Am I unreasonable to think that somewhere nestled down in the $2,000 I sent there can be found a dollar or two to cover the cost of placing the tickets in an envelope and then running it through a postage machine?
The $5 charge may be reasonable for mailing the tickets, but postage and handling charges, in general, are getting to be outrageous! If I were an automobile dealer, I would advertise my cars for $50 plus delivery and handling costs and would have many prospects, until they learned what the delivery and handling charges, including profit, amount to.
Homer Turner
Auburn
Alabama should become an Initiative and Referendum state
Much has been written about “crimes of moral turpitude.”
What that term means has been given several interpretations. The only interpretation that will be valid is one defined by the state Legislature according to one court already.
This question has been kicked around more than footballs on Saturdays, and the Legislature still hasn’t addressed the issue. Sadly, we also know that this is only one important issue that our do-not-much-of-anything-for-the-people Legislature has failed to address.

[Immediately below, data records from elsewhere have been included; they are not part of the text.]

//! Q&A data model (spec §3) — `QuestionType`, `QAPair`, `QABatch`.

use chrono::{DateTime, Utc};
use serde::{Deserialize, Serialize};

/// The nine question categories a `QAPair` can carry (spec §3).
///
/// `REVERSAL` pairs are never produced by the main generation loop (C13);
/// they're appended afterward by `generate_reversal_batch` (C14).
#[derive(Debug, Clone, Copy, PartialEq, Eq, Hash, Serialize, Deserialize)]
#[serde(rename_all = "SCREAMING_SNAKE_CASE")]
pub enum QuestionType {
    Factual,
    Relationship,
    MultiHop,
    Hierarchical,
    Comparative,
    Reversal,
    Causal,
    Definitional,
    Procedural,
}

impl QuestionType {
    /// `base_type_weight` table used by edge-weight computation (spec
    /// "Weight" formula in the contribution-merging section).
    pub fn base_weight(&self) -> f32 {
        match self {
            QuestionType::Factual => 0.9,
            QuestionType::Definitional => 0.85,
            QuestionType::Relationship => 0.8,
            QuestionType::Causal => 0.8,
            QuestionType::Procedural => 0.75,
            QuestionType::Hierarchical => 0.7,
            QuestionType::Comparative => 0.7,
            QuestionType::MultiHop => 0.6,
            QuestionType::Reversal => 0.5,
        }
    }

    /// The types the main generation loop (C13) can produce directly.
    /// `Reversal` is excluded — it's only ever produced by C14.
    pub fn generative_variants() -> &'static [QuestionType] {
        &[
            QuestionType::Factual,
            QuestionType::Relationship,
            QuestionType::MultiHop,
            QuestionType::Hierarchical,
            QuestionType::Comparative,
            QuestionType::Causal,
            QuestionType::Definitional,
            QuestionType::Procedural,
        ]
    }
}

/// A generated (and possibly validated) question/answer pair.
#[derive(Debug, Clone, Serialize, Deserialize)]
pub struct QAPair {
    pub key: String,
    pub question: String,
    pub thinking: String,
    pub answer: String,
    pub question_type: QuestionType,
    pub difficulty: String,
    /// In `[0, 1]`.
    pub confidence: f32,
    /// In `[0, 1]`; the sampling temperature used to generate the question.
    pub temperature_used: f32,
    pub source_section: String,
    pub source_hash: String,
    pub evidence_blocks: Vec<String>,
    pub relationship_types: Vec<String>,
    pub related_entities: Vec<String>,
    /// In `[0, 1]`, set by the validator (C15); `None` until validated.
    pub validation_score: Option<f32>,
    pub citation_found: bool,
    /// Set only on pairs produced by `generate_reversal_batch` (C14).
    pub reversal_of: Option<String>,
}

impl QAPair {
    /// Invariant 5 (spec §3): a pair with `citation_found` must clear the
    /// validation threshold it was checked against.
    pub fn satisfies_citation_invariant(&self, validation_threshold: f32) -> bool {
        if !self.citation_found {
            return true;
        }
        self.validation_score
            .map(|s| s >= validation_threshold)
            .unwrap_or(false)
    }
}

/// The result of running C13 (and optionally C14/C15) over one document.
#[derive(Debug, Clone, Serialize, Deserialize)]
pub struct QABatch {
    pub qa_pairs: Vec<QAPair>,
    pub document_id: String,
    pub generation_time: DateTime<Utc>,
    pub metadata: serde_json::Value,
    pub total_pairs: usize,
    pub valid_pairs: usize,
}

impl QABatch {
    pub fn new(document_id: impl Into<String>, qa_pairs: Vec<QAPair>) -> Self {
        let total_pairs = qa_pairs.len();
        let valid_pairs = qa_pairs.iter().filter(|p| p.citation_found).count();
        Self {
            qa_pairs,
            document_id: document_id.into(),
            generation_time: Utc::now(),
            metadata: serde_json::Value::Null,
            total_pairs,
            valid_pairs,
        }
    }
}

#[cfg(test)]
mod tests {
    use super::*;

    #[test]
    fn base_weight_ranks_factual_above_reversal() {
        assert!(QuestionType::Factual.base_weight() > QuestionType::Reversal.base_weight());
    }

    #[test]
    fn generative_variants_exclude_reversal() {
        assert!(!QuestionType::generative_variants().contains(&QuestionType::Reversal));
    }

    #[test]
    fn citation_invariant_requires_threshold_when_cited() {
        let mut pair = sample_pair();
        pair.citation_found = true;
        pair.validation_score = Some(0.5);
        assert!(!pair.satisfies_citation_invariant(0.9));
        pair.validation_score = Some(0.95);
        assert!(pair.satisfies_citation_invariant(0.9));
    }

    fn sample_pair() -> QAPair {
        QAPair {
            key: "qa-1".into(),
            question: "What is X?".into(),
            thinking: "".into(),
            answer: "X is Y".into(),
            question_type: QuestionType::Factual,
            difficulty: "easy".into(),
            confidence: 0.8,
            temperature_used: 0.5,
            source_section: "intro".into(),
            source_hash: "abc123".into(),
            evidence_blocks: vec![],
            relationship_types: vec![],
            related_entities: vec![],
            validation_score: None,
            citation_found: false,
            reversal_of: None,
        }
    }
}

What can Alabamians do to have issues that we consider important addressed?
I believe the answer is that Alabama voters need a way to address those issues themselves that allows them to create legislation that will bypass both the Legislature and the governor and be placed on a ballot for Alabama voters to accept or reject at the polls. Such a way would be for Alabama to become the 25th Initiative and Referendum (I&R) state, but it will take thousands of Alabama voters working toward that goal to succeed.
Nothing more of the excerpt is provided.